I think most people understand that the pipeline will create jobs and lower energy prices, but we are worried about the environmental impact. We shouldn’t be worried, the tests have been down and it’s a green-light. The only reason not to built it is politics.

Are green energy sources like solar power and wind power good for the environment?

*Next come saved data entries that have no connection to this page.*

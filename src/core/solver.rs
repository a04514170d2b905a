pub const GAP_SOLVER_ITERATIONS: u32 = 20;

/// Future value of a monthly contribution stream that is stepped up after
/// every 12th payment, compounding at `monthly_rate`.
pub fn stepped_future_value(
    monthly_contribution: f64,
    months: u32,
    monthly_rate: f64,
    annual_step_up: f64,
) -> f64 {
    let mut fv = 0.0;
    let mut contribution = monthly_contribution;
    for month in 1..=months {
        fv = (fv + contribution) * (1.0 + monthly_rate);
        if month % 12 == 0 {
            contribution *= 1.0 + annual_step_up;
        }
    }
    fv
}

/// Extra monthly contribution that closes `gap` by retirement.
///
/// Fixed-budget bisection over `[0, gap]`: the result is within
/// `gap / 2^20` of the smallest candidate whose future value exceeds the
/// gap. Returns 0 when there is nothing to close or no time to close it.
pub fn solve_required_contribution(
    gap: f64,
    months_to_retirement: u32,
    monthly_rate: f64,
    annual_step_up: f64,
) -> f64 {
    if gap <= 0.0 || months_to_retirement == 0 {
        return 0.0;
    }

    let mut lo = 0.0;
    let mut hi = gap;
    let mut solution = 0.0;
    for _ in 0..GAP_SOLVER_ITERATIONS {
        let mid = (lo + hi) * 0.5;
        let fv = stepped_future_value(mid, months_to_retirement, monthly_rate, annual_step_up);
        if fv > gap {
            solution = mid;
            hi = mid;
        } else {
            lo = mid;
        }
    }
    solution
}
use std::sync::Arc;
use std::sync::atomic::{AtomicU64, Ordering};
use std::time::Duration;

use rand::SeedableRng;
use rand::rngs::OsRng;
use rand_chacha::ChaCha8Rng;
use serde::Serialize;
use tokio::sync::watch;
use tracing::{debug, info, warn};

use super::monte_carlo::simulate_until;
use super::types::{MonteCarloResult, PlanConfiguration};

pub const DEFAULT_DEBOUNCE: Duration = Duration::from_millis(200);

#[derive(Debug, Clone, Copy, PartialEq, Serialize)]
#[serde(rename_all = "camelCase")]
pub struct DeliveredResult {
    pub request_id: u64,
    pub result: MonteCarloResult,
}

/// Runs Monte Carlo requests in the background. Only the most recently
/// dispatched request may publish; older ones are skipped after the
/// debounce window or cancelled between trials.
#[derive(Clone)]
pub struct MonteCarloDispatcher {
    inner: Arc<Inner>,
}

struct Inner {
    generation: AtomicU64,
    debounce: Duration,
    results: watch::Sender<Option<DeliveredResult>>,
}

impl Inner {
    fn is_current(&self, request_id: u64) -> bool {
        self.generation.load(Ordering::SeqCst) == request_id
    }
}

impl Default for MonteCarloDispatcher {
    fn default() -> Self {
        Self::new(DEFAULT_DEBOUNCE)
    }
}

impl MonteCarloDispatcher {
    pub fn new(debounce: Duration) -> Self {
        let (results, _) = watch::channel(None);
        Self {
            inner: Arc::new(Inner {
                generation: AtomicU64::new(0),
                debounce,
                results,
            }),
        }
    }

    /// Supersedes any earlier request and schedules this one. Must be called
    /// from within a tokio runtime.
    pub fn dispatch(&self, plan: PlanConfiguration, trials: u32, seed: Option<u64>) -> u64 {
        let request_id = self.inner.generation.fetch_add(1, Ordering::SeqCst) + 1;
        let inner = Arc::clone(&self.inner);

        tokio::spawn(async move {
            tokio::time::sleep(inner.debounce).await;
            if !inner.is_current(request_id) {
                debug!(request_id, "monte carlo request superseded during debounce");
                return;
            }

            let worker = Arc::clone(&inner);
            let outcome = tokio::task::spawn_blocking(move || {
                let mut rng = match seed {
                    Some(seed) => ChaCha8Rng::seed_from_u64(seed),
                    None => ChaCha8Rng::from_rng(OsRng)
                        .unwrap_or_else(|_| ChaCha8Rng::seed_from_u64(request_id)),
                };
                simulate_until(&plan, trials, &mut rng, || !worker.is_current(request_id))
            })
            .await;

            match outcome {
                Ok(Some(result)) => {
                    let published = inner.results.send_if_modified(|slot| {
                        if !inner.is_current(request_id) {
                            return false;
                        }
                        *slot = Some(DeliveredResult { request_id, result });
                        true
                    });
                    if published {
                        info!(
                            request_id,
                            success_rate = result.success_rate,
                            "monte carlo result delivered"
                        );
                    } else {
                        debug!(request_id, "discarded stale monte carlo result");
                    }
                }
                Ok(None) => debug!(request_id, "monte carlo request cancelled"),
                Err(err) => warn!(request_id, error = %err, "monte carlo worker failed"),
            }
        });

        request_id
    }

    pub fn current_request(&self) -> u64 {
        self.inner.generation.load(Ordering::SeqCst)
    }

    pub fn latest(&self) -> Option<DeliveredResult> {
        *self.inner.results.borrow()
    }

    pub fn subscribe(&self) -> watch::Receiver<Option<DeliveredResult>> {
        self.inner.results.subscribe()
    }
}

#[cfg(test)]
mod tests {
    use super::*;
    use tokio::time::timeout;

    fn small_plan() -> PlanConfiguration {
        PlanConfiguration {
            current_age: 40,
            target_retirement_age: 55,
            life_expectancy: 80,
            equity_balance: 5_000_000.0,
            stable_balance: 1_000_000.0,
            retirement_annual_expenses: 300_000.0,
            equity_return: 0.10,
            stable_return: 0.06,
            inflation_rate: 0.04,
            safe_withdrawal_rate: 0.04,
            ..PlanConfiguration::default()
        }
    }

    async fn wait_for(
        rx: &mut watch::Receiver<Option<DeliveredResult>>,
        request_id: u64,
    ) -> DeliveredResult {
        timeout(Duration::from_secs(30), async {
            loop {
                if let Some(delivered) = *rx.borrow_and_update() {
                    if delivered.request_id == request_id {
                        return delivered;
                    }
                }
                rx.changed().await.expect("dispatcher dropped");
            }
        })
        .await
        .expect("result should be delivered")
    }

    #[tokio::test]
    async fn request_ids_increase_with_each_dispatch() {
        let dispatcher = MonteCarloDispatcher::new(Duration::from_millis(5));
        let first = dispatcher.dispatch(small_plan(), 1, Some(1));
        let second = dispatcher.dispatch(small_plan(), 1, Some(1));
        assert_eq!(second, first + 1);
        assert_eq!(dispatcher.current_request(), second);
    }

    #[tokio::test]
    async fn last_dispatched_request_wins() {
        let dispatcher = MonteCarloDispatcher::new(Duration::from_millis(20));
        let mut rx = dispatcher.subscribe();

        let stale = dispatcher.dispatch(small_plan(), 8, Some(1));
        let fresh = dispatcher.dispatch(small_plan(), 4, Some(2));
        assert!(fresh > stale);

        let delivered = wait_for(&mut rx, fresh).await;
        assert_eq!(delivered.result.trials, 4);
        assert_eq!(dispatcher.latest(), Some(delivered));

        // The superseded request never publishes, even after its debounce.
        tokio::time::sleep(Duration::from_millis(60)).await;
        assert_eq!(dispatcher.latest().map(|d| d.request_id), Some(fresh));
    }

    #[tokio::test]
    async fn running_request_is_replaced_by_newer_one() {
        let dispatcher = MonteCarloDispatcher::new(Duration::from_millis(1));
        let mut rx = dispatcher.subscribe();

        dispatcher.dispatch(small_plan(), 2_000, Some(3));
        tokio::time::sleep(Duration::from_millis(10)).await;
        let fresh = dispatcher.dispatch(small_plan(), 3, Some(4));

        let delivered = wait_for(&mut rx, fresh).await;
        assert_eq!(delivered.result.trials, 3);
        assert_eq!(dispatcher.latest().map(|d| d.request_id), Some(fresh));
    }
}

Green energy harms wildlife, especially birds
Green energy harms wildlife, especially birds

Investors Business Daily explains how green energy hurts birds, even rare, endangered species of birds.

Excerpt:

What do you call an energy source that consumes vast tracks of open land and fries birds that cross its path? If you’re the president, you call it “safe,” “reliable,” “green” and worthy of massive taxpayer subsidies.

That, at least, is the case with the Ivanpah Solar Electric Generating Station that covers a vast area of desert outside Las Vegas and, thanks to the generous support of the Obama administration, has officially opened.

The plant points hundreds of thousands of mirrors at three towers to boil turbine-spinning water. But the heat rays aren’t very friendly to the area’s birds, including falcons, hawks, warblers and sparrows that have shown up dead near the towers.

One of the inconvenient truths that global warming fanatics and renewable energy purists try to ignore is that wind and solar energy are not so environmentally friendly. At least, not if you care about wildlife and land preservation.

First, these energy sources are massive land hogs. Ivanpah requires more than 5 square miles of mirrors to produce enough electricity to light 140,000 homes. It would take roughly 3,600 Ivanpahs to supply all the country’s electricity needs, with mirrors covering New Jersey, Connecticut, Delaware, Rhode Island and a chunk of Massachusetts combined.

Wind power is hardly much better. According to the Nature Conservancy, it takes 30 times the land for windmills to produce as much electricity as a nuclear power plant.

And their turbines amount to bird Cuisinarts. To keep wind farms spinning, the Obama administration recently issued permits letting them kill protected bald and golden eagles for 30 years, provided they take some steps to mitigate the slaughter.

People who friend me on Facebook know that I love birds very much and I keep them as pets – they are my favorite animal. So this just gives me another reason to be disgusted with the policies of the secular left. When you add this wholesale slaughter of birds to the fact that we could be creating many more new jobs by investing in traditional sources of energy at home, it makes me even more angry.